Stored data
-- Opening Marker --

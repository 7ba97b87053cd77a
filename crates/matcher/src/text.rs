use catalog::Metric;

/// Substring matcher used whenever embedding search cannot answer.
///
/// Matching is case-insensitive over `name` and `description`. Metrics whose
/// name contains the query rank before description-only matches; within each
/// tier the input order is kept, so callers pass the catalog listing (sorted
/// by name) to get a stable result.
#[derive(Debug, Clone, Copy, Default)]
pub struct TextMatcher;

impl TextMatcher {
    pub fn rank(&self, metrics: Vec<Metric>, query: &str, top_k: usize) -> Vec<Metric> {
        let needle = query.trim().to_lowercase();
        if needle.is_empty() || top_k == 0 {
            return Vec::new();
        }

        let mut by_name = Vec::new();
        let mut by_description = Vec::new();
        for metric in metrics {
            if metric.name.to_lowercase().contains(&needle) {
                by_name.push(metric);
            } else if metric
                .description
                .as_deref()
                .is_some_and(|d| d.to_lowercase().contains(&needle))
            {
                by_description.push(metric);
            }
        }

        by_name
            .into_iter()
            .chain(by_description)
            .take(top_k)
            .collect()
    }
}

#[cfg(test)]
mod tests {
    use super::*;

    fn metric(id: u64, name: &str, description: Option<&str>) -> Metric {
        Metric {
            id,
            name: name.to_string(),
            description: description.map(str::to_string),
            example_query: None,
            embedding: None,
            labels: Vec::new(),
            templates: Vec::new(),
        }
    }

    fn catalog() -> Vec<Metric> {
        vec![
            metric(1, "CPU_Usage_Percent", Some("CPU usage percentage")),
            metric(2, "disk_io_bytes_total", Some("Total disk I/O")),
            metric(3, "memory_usage_bytes", Some("Memory usage in bytes")),
            metric(4, "node_load1", Some("1m load average, see cpu count")),
        ]
    }

    fn names(metrics: &[Metric]) -> Vec<&str> {
        metrics.iter().map(|m| m.name.as_str()).collect()
    }

    #[test]
    fn case_insensitive_name_match() {
        let hits = TextMatcher.rank(catalog(), "cpu", 5);
        assert_eq!(names(&hits), vec!["CPU_Usage_Percent", "node_load1"]);
    }

    #[test]
    fn name_hits_rank_above_description_hits() {
        let hits = TextMatcher.rank(catalog(), "bytes", 5);
        assert_eq!(names(&hits), vec!["disk_io_bytes_total", "memory_usage_bytes"]);

        let hits = TextMatcher.rank(catalog(), "usage", 5);
        assert_eq!(names(&hits), vec!["CPU_Usage_Percent", "memory_usage_bytes"]);

        let hits = TextMatcher.rank(catalog(), "i/o", 5);
        assert_eq!(names(&hits), vec!["disk_io_bytes_total"]);
    }

    #[test]
    fn truncates_to_top_k() {
        let hits = TextMatcher.rank(catalog(), "_", 2);
        assert_eq!(names(&hits), vec!["CPU_Usage_Percent", "disk_io_bytes_total"]);
    }

    #[test]
    fn no_match_and_blank_query_are_empty() {
        assert!(TextMatcher.rank(catalog(), "network", 5).is_empty());
        assert!(TextMatcher.rank(catalog(), "   ", 5).is_empty());
        assert!(TextMatcher.rank(catalog(), "cpu", 0).is_empty());
    }

    #[test]
    fn query_is_trimmed() {
        let hits = TextMatcher.rank(catalog(), "  memory ", 5);
        assert_eq!(names(&hits), vec!["memory_usage_bytes"]);
    }
}
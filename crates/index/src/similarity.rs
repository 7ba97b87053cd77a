use crate::IndexHit;
use std::cmp::Ordering;

/// Cosine similarity, computed as `1 - cosine_distance`.
///
/// Accumulates in f64 so near-equal scores still order deterministically.
/// Zero-norm inputs have similarity 0.
#[inline]
pub fn cosine_similarity(a: &[f32], b: &[f32]) -> f32 {
    if a.len() != b.len() || a.is_empty() {
        return 0.0;
    }

    let mut dot = 0f64;
    let mut norm_a = 0f64;
    let mut norm_b = 0f64;
    for (&x, &y) in a.iter().zip(b) {
        let (x, y) = (x as f64, y as f64);
        dot += x * y;
        norm_a += x * x;
        norm_b += y * y;
    }

    if norm_a == 0.0 || norm_b == 0.0 {
        return 0.0;
    }
    (dot / (norm_a.sqrt() * norm_b.sqrt())).clamp(-1.0, 1.0) as f32
}

/// Calculate cosine distance (1 - cosine similarity). Lower is closer.
#[inline]
pub fn cosine_distance(a: &[f32], b: &[f32]) -> f32 {
    1.0 - cosine_similarity(a, b)
}

/// Keep hits scoring at least `threshold`, best first, ties broken by the
/// lowest metric id, truncated to `top_k`.
pub fn rank_hits(mut hits: Vec<IndexHit>, top_k: usize, threshold: f32) -> Vec<IndexHit> {
    hits.retain(|hit| hit.score >= threshold);
    hits.sort_unstable_by(|a, b| {
        b.score
            .partial_cmp(&a.score)
            .unwrap_or(Ordering::Equal)
            .then_with(|| a.metric_id.cmp(&b.metric_id))
    });
    hits.truncate(top_k);
    hits
}
//! External vector store backend on a qdrant collection.
//!
//! One point per metric, keyed by the numeric metric id, cosine distance.
//! The client is async; calls are driven on an owned current-thread runtime
//! so the [`VectorIndex`] surface stays blocking.

use crate::backend::{QdrantConfig, VectorIndex};
use crate::similarity::rank_hits;
use crate::{IndexError, IndexHit, MetricId};
use qdrant_client::qdrant::point_id::PointIdOptions;
use qdrant_client::qdrant::{
    CountPointsBuilder, CreateCollectionBuilder, DeletePointsBuilder, Distance, PointStruct,
    PointId, PointsIdsList, QueryPointsBuilder, ScrollPointsBuilder, UpsertPointsBuilder,
    VectorParamsBuilder,
};
use qdrant_client::{Payload, Qdrant};
use std::future::Future;
use std::time::Duration;
use tokio::runtime::{Builder, Runtime};
use tracing::info;

const SCROLL_BATCH: u32 = 256;

pub struct QdrantIndex {
    client: Qdrant,
    runtime: Runtime,
    collection: String,
    dimension: usize,
}

impl QdrantIndex {
    /// Connect and make sure the collection exists. Any failure here means the
    /// candidate is unusable and probing moves on.
    pub fn connect(config: &QdrantConfig, dimension: usize) -> Result<Self, IndexError> {
        let runtime = Builder::new_current_thread()
            .enable_all()
            .build()
            .map_err(|e| IndexError::Unavailable(format!("tokio runtime: {e}")))?;

        let mut builder = Qdrant::from_url(&config.url)
            .timeout(Duration::from_secs(config.timeout_secs))
            .connect_timeout(Duration::from_secs(config.timeout_secs));
        if let Some(api_key) = &config.api_key {
            builder = builder.api_key(api_key.clone());
        }
        let client = builder
            .build()
            .map_err(|e| IndexError::Unavailable(format!("qdrant client: {e}")))?;

        let index = Self {
            client,
            runtime,
            collection: config.collection.clone(),
            dimension,
        };
        index.ensure_collection()?;
        Ok(index)
    }

    fn block_on<F: Future>(&self, fut: F) -> F::Output {
        self.runtime.block_on(fut)
    }

    fn ensure_collection(&self) -> Result<(), IndexError> {
        let exists = self
            .block_on(self.client.collection_exists(&self.collection))
            .map_err(|e| IndexError::Unavailable(format!("qdrant unreachable: {e}")))?;
        if exists {
            return Ok(());
        }
        self.block_on(self.client.create_collection(
            CreateCollectionBuilder::new(&self.collection).vectors_config(
                VectorParamsBuilder::new(self.dimension as u64, Distance::Cosine),
            ),
        ))
        .map_err(|e| IndexError::Unavailable(format!("create collection: {e}")))?;
        info!(
            collection = %self.collection,
            dimension = self.dimension,
            "created qdrant collection"
        );
        Ok(())
    }

    fn check_dimension(&self, vector: &[f32]) -> Result<(), IndexError> {
        if vector.len() != self.dimension {
            return Err(IndexError::DimensionMismatch {
                expected: self.dimension,
                got: vector.len(),
            });
        }
        Ok(())
    }
}

fn backend_err(e: qdrant_client::QdrantError) -> IndexError {
    IndexError::Backend(e.to_string())
}

impl VectorIndex for QdrantIndex {
    fn name(&self) -> &'static str {
        "qdrant"
    }

    fn dimension(&self) -> usize {
        self.dimension
    }

    fn is_durable(&self) -> bool {
        true
    }

    fn upsert(&self, metric_id: MetricId, embedding: &[f32]) -> Result<(), IndexError> {
        self.check_dimension(embedding)?;
        let point = PointStruct::new(metric_id, embedding.to_vec(), Payload::new());
        self.block_on(
            self.client
                .upsert_points(UpsertPointsBuilder::new(&self.collection, vec![point]).wait(true)),
        )
        .map_err(backend_err)?;
        Ok(())
    }

    fn remove(&self, metric_id: MetricId) -> Result<(), IndexError> {
        self.block_on(
            self.client.delete_points(
                DeletePointsBuilder::new(&self.collection)
                    .points(PointsIdsList {
                        ids: vec![metric_id.into()],
                    })
                    .wait(true),
            ),
        )
        .map_err(backend_err)?;
        Ok(())
    }

    fn search(
        &self,
        query: &[f32],
        top_k: usize,
        threshold: f32,
    ) -> Result<Vec<IndexHit>, IndexError> {
        self.check_dimension(query)?;
        if top_k == 0 {
            return Ok(Vec::new());
        }
        let response = self
            .block_on(
                self.client.query(
                    QueryPointsBuilder::new(&self.collection)
                        .query(query.to_vec())
                        .limit(top_k as u64)
                        .score_threshold(threshold),
                ),
            )
            .map_err(backend_err)?;

        let hits = response
            .result
            .into_iter()
            .filter_map(|point| match point.id?.point_id_options? {
                PointIdOptions::Num(metric_id) => Some(IndexHit {
                    metric_id,
                    score: point.score,
                }),
                PointIdOptions::Uuid(_) => None,
            })
            .collect();
        // qdrant breaks ties arbitrarily; re-rank for a stable order.
        Ok(rank_hits(hits, top_k, threshold))
    }

    fn len(&self) -> Result<usize, IndexError> {
        let response = self
            .block_on(
                self.client
                    .count(CountPointsBuilder::new(&self.collection).exact(true)),
            )
            .map_err(backend_err)?;
        Ok(response.result.map(|r| r.count as usize).unwrap_or(0))
    }

    fn ids(&self) -> Result<Vec<MetricId>, IndexError> {
        let mut ids = Vec::new();
        let mut offset: Option<PointId> = None;
        loop {
            let mut builder = ScrollPointsBuilder::new(&self.collection)
                .limit(SCROLL_BATCH)
                .with_payload(false)
                .with_vectors(false);
            if let Some(offset_id) = offset.take() {
                builder = builder.offset(offset_id);
            }
            let response = self
                .block_on(self.client.scroll(builder))
                .map_err(backend_err)?;

            ids.extend(response.result.into_iter().filter_map(|point| {
                match point.id?.point_id_options? {
                    PointIdOptions::Num(metric_id) => Some(metric_id),
                    PointIdOptions::Uuid(_) => None,
                }
            }));
            match response.next_page_offset {
                Some(next) => offset = Some(next),
                None => break,
            }
        }
        ids.sort_unstable();
        Ok(ids)
    }
}
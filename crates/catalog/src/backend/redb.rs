//! Redb (Rust embedded database) backend for the metric catalog.
//!
//! Every mutating call runs inside one redb write transaction that is
//! committed on success and aborted on any error, so a failed multi-row write
//! (for example a cascade delete) leaves the previously committed state intact.
//!
//! # Tables
//! - `metrics`: `u64 -> json(MetricRow)`
//! - `metric_names`: `&str -> u64`, the unique natural key
//! - `metric_labels`: `(metric_id, label_name) -> json(Label)`
//! - `metric_templates`: `(metric_id, template_id) -> json(Template)`
//! - `sequences`: `&str -> u64`, last id handed out per entity
//! - `catalog_meta`: `&str -> u64`, store-level settings (embedding dimension)

use crate::types::MetricRow;
use crate::{
    require_non_empty, validate_metric, CatalogBackend, CatalogError, Label, LabelId, Metric,
    MetricId, MetricKey, NewMetric, Template, TemplateId, DEFAULT_TEMPLATE_TYPE,
};
use ::redb::{
    Database, ReadTransaction, ReadableTable, TableDefinition, WriteTransaction,
};
use std::path::Path;
use std::sync::Arc;
use tracing::{debug, error, info};

const METRICS: TableDefinition<u64, &[u8]> = TableDefinition::new("metrics");
const METRIC_NAMES: TableDefinition<&str, u64> = TableDefinition::new("metric_names");
const LABELS: TableDefinition<(u64, &str), &[u8]> = TableDefinition::new("metric_labels");
const TEMPLATES: TableDefinition<(u64, u64), &[u8]> = TableDefinition::new("metric_templates");
const SEQUENCES: TableDefinition<&str, u64> = TableDefinition::new("sequences");
const META: TableDefinition<&str, u64> = TableDefinition::new("catalog_meta");

const SEQ_METRIC: &str = "metric";
const SEQ_LABEL: &str = "label";
const SEQ_TEMPLATE: &str = "template";
const META_DIMENSION: &str = "embedding_dimension";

-- Closing Marker --

AIM OF THE TASK
Whenever a line in the entries above includes the word "Unavailable", pull that line out.

RESPONSE AREA
            .map_err(|e| IndexError::Unavailable(format!("tokio runtime: {e}")))?;
            .map_err(|e| IndexError::Unavailable(format!("qdrant client: {e}")))?;
            .map_err(|e| IndexError::Unavailable(format!("qdrant unreachable: {e}")))?;
        .map_err(|e| IndexError::Unavailable(format!("create collection: {e}")))?;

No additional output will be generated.